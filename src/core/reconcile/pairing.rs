//! Positional pairing of source and target batches
//!
//! Runs on one blocking thread and owns both readers. The Nth source batch is
//! paired with the Nth target batch by arrival order only; once one side is
//! exhausted the other side's remaining batches are paired with empty batches.

use crate::core::reader::{SourceBatches, TargetBatches};
use crate::core::reconcile::summary::{BatchError, BatchOutcome, BatchSide};
use crate::domain::{Batch, Result};
use std::time::Instant;
use tokio::sync::{mpsc, watch};

/// One unit of comparison work
#[derive(Debug)]
pub struct BatchPair {
    pub sequence: u64,
    pub source: Batch,
    pub target: Batch,
}

/// Totals known only to the pairing stage
#[derive(Debug, Clone, Default, PartialEq, Eq)]
pub struct PairingReport {
    /// Pairs handed to the worker pool
    pub batch_pairs: u64,

    pub source_parse_errors: u64,

    pub target_parse_errors: u64,

    /// Set when submission stopped before both readers were exhausted
    pub stop_reason: Option<String>,
}

/// Conditions that stop submission of further pairs
#[derive(Debug, Clone)]
pub struct StopCondition {
    shutdown: watch::Receiver<bool>,
    deadline: Option<Instant>,
}

impl StopCondition {
    pub fn new(shutdown: watch::Receiver<bool>, deadline: Option<Instant>) -> Self {
        Self { shutdown, deadline }
    }

    /// Reason to stop, if any
    pub fn check(&self) -> Option<String> {
        if *self.shutdown.borrow() {
            return Some("Shutdown signal received".to_string());
        }
        match self.deadline {
            Some(deadline) if Instant::now() >= deadline => {
                Some("Run timeout exceeded".to_string())
            }
            _ => None,
        }
    }
}

/// One side of the pairing loop
struct Side<I> {
    batches: I,
    side: BatchSide,
    done: bool,
}

impl<I: Iterator<Item = Result<Batch>>> Side<I> {
    fn new(batches: I, side: BatchSide) -> Self {
        Self {
            batches,
            side,
            done: false,
        }
    }

    /// Next batch at `sequence`, or `None` once this side has ended
    ///
    /// A reader failure is reported as a batch error for this position and
    /// ends the side.
    fn next(&mut self, sequence: u64, outcomes: &mpsc::Sender<BatchOutcome>) -> Option<Batch> {
        if self.done {
            return None;
        }
        match self.batches.next() {
            Some(Ok(batch)) => Some(batch),
            Some(Err(e)) => {
                self.done = true;
                tracing::warn!(
                    batch = sequence,
                    side = %self.side,
                    error = %e,
                    "Reader failed; treating side as exhausted"
                );
                let error = BatchError::new(sequence, self.side, e.to_string());
                // A closed channel means the aggregator is gone and the run is over.
                let _ = outcomes.blocking_send(BatchOutcome::Failed(error));
                None
            }
            None => {
                self.done = true;
                None
            }
        }
    }
}

/// Drive both readers to completion, sending pairs to the worker pool
///
/// Must be called from a blocking thread.
pub fn pair_batches(
    source: SourceBatches,
    target: TargetBatches,
    pairs: mpsc::Sender<BatchPair>,
    outcomes: mpsc::Sender<BatchOutcome>,
    stop: StopCondition,
) -> PairingReport {
    let mut source = Side::new(source, BatchSide::Source);
    let mut target = Side::new(target, BatchSide::Target);
    let mut report = PairingReport::default();

    loop {
        if let Some(reason) = stop.check() {
            tracing::warn!(
                reason = %reason,
                submitted = report.batch_pairs,
                "Stopping batch submission"
            );
            report.stop_reason = Some(reason);
            break;
        }

        let sequence = report.batch_pairs;
        let source_batch = source.next(sequence, &outcomes);
        let target_batch = target.next(sequence, &outcomes);

        let pair = match (source_batch, target_batch) {
            (None, None) => break,
            (source_batch, target_batch) => BatchPair {
                sequence,
                source: source_batch.unwrap_or_else(|| Batch::new(sequence)),
                target: target_batch.unwrap_or_else(|| Batch::new(sequence)),
            },
        };

        if pairs.blocking_send(pair).is_err() {
            tracing::error!(batch = sequence, "Worker pool closed before pairing finished");
            break;
        }
        report.batch_pairs += 1;
    }

    report.source_parse_errors = source.batches.parse_errors();
    report.target_parse_errors = target.batches.parse_errors();
    report
}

· · ·

■ Required action: With the first line being the one containing "failed; treating side" and the last line the one containing "let mut report", transcribe exactly the lines above that fall in that range.

■ Reply to the exercise:
                    "Reader failed; treating side as exhausted"
                );
                let error = BatchError::new(sequence, self.side, e.to_string());
                // A closed channel means the aggregator is gone and the run is over.
                let _ = outcomes.blocking_send(BatchOutcome::Failed(error));
                None
            }
            None => {
                self.done = true;
                None
            }
        }
    }
}

/// Drive both readers to completion, sending pairs to the worker pool
///
/// Must be called from a blocking thread.
pub fn pair_batches(
    source: SourceBatches,
    target: TargetBatches,
    pairs: mpsc::Sender<BatchPair>,
    outcomes: mpsc::Sender<BatchOutcome>,
    stop: StopCondition,
) -> PairingReport {
    let mut source = Side::new(source, BatchSide::Source);
    let mut target = Side::new(target, BatchSide::Target);
    let mut report = PairingReport::default();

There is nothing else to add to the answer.